The first year of Tulsa Remote is already underway, with $10,000 grants disbursed to 100 people ($1 million total). These recipients were selected from 10,000 applicants who wanted to move to Tulsa as part of the program – only 1% of applicants were chosen, making this a highly selective endeavor. In fact, the Tulsa Remote program has a lower acceptance rate than Harvard Business School (9% acceptance rate). Apparently, it is now harder to get into Tulsa than it is to get into Harvard!
You Can Work Anywhere and Live in Tulsa
The recipients of the Tulsa Remote program grants work in a variety of industries and jobs, ranging from property managers to tech workers to writers...and even a member of the Harlem Globetrotters! Many entrepreneurs and remote workers in the program do not necessarily work or have clients in Tulsa, but they wanted to live in a smaller city with a friendly climate and welcoming people.
When you’re deciding where to start a business or expand a business, it's important to consider what factors are important to you. Does the idea of moving to a smaller city in a lower-cost part of the country sound appealing? What if you could reduce your housing costs or enjoy a slower pace of life, while still running your online business and keeping your customers happy from a laptop? In the era of location-independent work, online freelancing, digital nomads and the on-demand gig economy, it seems like Tulsa’s strategy might pay big dividends.

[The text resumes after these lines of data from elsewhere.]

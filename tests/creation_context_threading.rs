// SPDX-License-Identifier: Parity-7.0.0 OR PolyForm-Noncommercial-1.0.0
//! Resource creation from threads other than the render thread.
//!
//! These tests share the process-wide creation slot, so they only assert
//! orderings that hold no matter which other test holds it in between.
#![cfg(not(target_arch = "wasm32"))]

use bound_state::driver::{BufferId, BufferTarget, BufferUsageHint};
use bound_state::imp::{Call, CallLog, RecordingDriver};
use bound_state::pipeline::{EffectBytecode, PipelineStateDescription};
use bound_state::resources::{Buffer, BufferDescription, BufferKind};
use bound_state::{DeviceConfig, GraphicsDevice};
use std::sync::Arc;
use std::sync::atomic::{AtomicBool, Ordering};
use std::time::Duration;

fn device() -> (Arc<GraphicsDevice<RecordingDriver>>, CallLog, CallLog) {
    let primary = RecordingDriver::new();
    let secondary = RecordingDriver::new();
    let (p, s) = (primary.log(), secondary.log());
    (
        GraphicsDevice::new(primary, secondary, DeviceConfig::default()),
        p,
        s,
    )
}

#[test]
fn worker_threads_create_on_the_secondary_context() {
    let (device, primary, secondary) = device();
    device.begin();
    let worker = {
        let device = device.clone();
        std::thread::spawn(move || {
            Buffer::new(
                &device,
                BufferDescription::new(256, BufferKind::Vertex),
                "worker",
            )
            .unwrap()
        })
    };
    let buffer = worker.join().unwrap();
    assert_eq!(buffer.buffer_id(), BufferId(1));
    assert_eq!(
        secondary.take(),
        vec![
            Call::MakeCurrent,
            Call::GenBuffer(BufferId(1)),
            Call::BindBuffer(BufferTarget::CopyWrite, BufferId(1)),
            Call::BufferData(BufferTarget::CopyWrite, 256, BufferUsageHint::StaticDraw),
            Call::BindBuffer(BufferTarget::CopyWrite, BufferId::NONE),
            Call::Flush,
            Call::ReleaseCurrent,
        ]
    );
    //the render thread's context saw nothing but its own begin
    assert_eq!(primary.calls(), vec![Call::MakeCurrent]);
    device.end();
}

#[test]
fn async_acquisition_waits_for_the_holder() {
    let (device, _primary, secondary) = device();
    let (held_tx, held_rx) = std::sync::mpsc::channel();
    let released = Arc::new(AtomicBool::new(false));
    let holder = {
        let device = device.clone();
        let released = released.clone();
        std::thread::spawn(move || {
            let context = device.use_creation_context();
            assert!(!context.is_primary());
            held_tx.send(()).unwrap();
            std::thread::sleep(Duration::from_millis(20));
            released.store(true, Ordering::SeqCst);
        })
    };
    held_rx.recv().unwrap();
    let context = test_executors::spin_on(device.use_creation_context_async());
    assert!(released.load(Ordering::SeqCst));
    assert!(!context.is_primary());
    drop(context);
    holder.join().unwrap();

    let calls = secondary.take();
    assert_eq!(calls.iter().filter(|c| **c == Call::MakeCurrent).count(), 2);
    assert_eq!(calls.iter().filter(|c| **c == Call::ReleaseCurrent).count(), 2);
    //each holder releases before the next makes the context current
    for pair in calls.windows(2) {
        if pair[1] == Call::MakeCurrent {
            assert_eq!(pair[0], Call::ReleaseCurrent);
        }
    }
}

#[test]
fn render_thread_async_acquisition_is_immediate() {
    let (device, primary, secondary) = device();
    device.begin();
    let context = test_executors::spin_on(device.use_creation_context_async());
    assert!(context.is_primary());
    drop(context);
    device.end();
    assert!(secondary.is_empty());
    assert_eq!(primary.calls(), vec![Call::MakeCurrent, Call::ReleaseCurrent]);
}

#[test]
fn pause_blocks_creation_until_resume() {
    let (device, primary, secondary) = device();
    device.begin();
    device.pause();
    assert!(device.is_paused());
    assert_eq!(
        secondary.take(),
        vec![Call::MakeCurrent, Call::Finish, Call::ReleaseCurrent]
    );

    let created = Arc::new(AtomicBool::new(false));
    let worker = {
        let device = device.clone();
        let created = created.clone();
        std::thread::spawn(move || {
            Buffer::new(
                &device,
                BufferDescription::new(16, BufferKind::Index),
                "paused",
            )
            .unwrap();
            created.store(true, Ordering::SeqCst);
        })
    };
    std::thread::sleep(Duration::from_millis(20));
    assert!(!created.load(Ordering::SeqCst));

    device.resume();
    worker.join().unwrap();
    assert!(created.load(Ordering::SeqCst));
    assert!(!device.is_paused());
    assert_eq!(
        primary.calls(),
        vec![Call::MakeCurrent, Call::ReleaseCurrent, Call::MakeCurrent]
    );
    device.end();
}

#[test]
fn creating_inside_a_held_context_shares_it() {
    let (device, _primary, secondary) = device();
    let (done_tx, done_rx) = std::sync::mpsc::channel();
    let worker = {
        let device = device.clone();
        std::thread::spawn(move || {
            let outer = device.use_creation_context();
            let inner = device.use_creation_context();
            assert!(inner.is_nested());
            Buffer::new(
                &device,
                BufferDescription::new(64, BufferKind::Vertex),
                "nested",
            )
            .unwrap();
            let pipeline = device
                .create_pipeline_state(PipelineStateDescription {
                    effect: Some(Arc::new(EffectBytecode::new(31))),
                    ..Default::default()
                })
                .unwrap();
            assert!(pipeline.program().is_some());
            drop(inner);
            drop(outer);
            done_tx.send(()).unwrap();
        })
    };
    done_rx
        .recv_timeout(Duration::from_secs(5))
        .expect("creation inside a held context never finished");
    worker.join().unwrap();

    let calls = secondary.take();
    assert_eq!(calls.first(), Some(&Call::MakeCurrent));
    assert_eq!(calls.iter().filter(|c| **c == Call::MakeCurrent).count(), 1);
    assert_eq!(calls.iter().filter(|c| **c == Call::Flush).count(), 1);
    assert_eq!(calls.last(), Some(&Call::ReleaseCurrent));
    assert!(calls.contains(&Call::GenBuffer(BufferId(1))));
    assert!(calls.contains(&Call::CreateProgram(31, false)));
}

It's Making a Difference in the Community
The Tulsa Remote program doesn’t just offer a $10,000 check – it includes free coworking space, special networking opportunities and community programs. Tulsa doesn’t want this million-dollar cohort of talent to just spend a year in the city and then go away; they want these people to be part of the community, get involved in local nonprofit organizations and make a difference.
Some of the best aspects of the Tulsa Remote program are the opportunities for local connections and local leadership. Just because people can run a business online and work remotely doesn’t mean they want to be isolated from their surroundings; people want to be part of a community. This is especially important for entrepreneurs, who thrive on making connections and getting inspired by new ideas and networking.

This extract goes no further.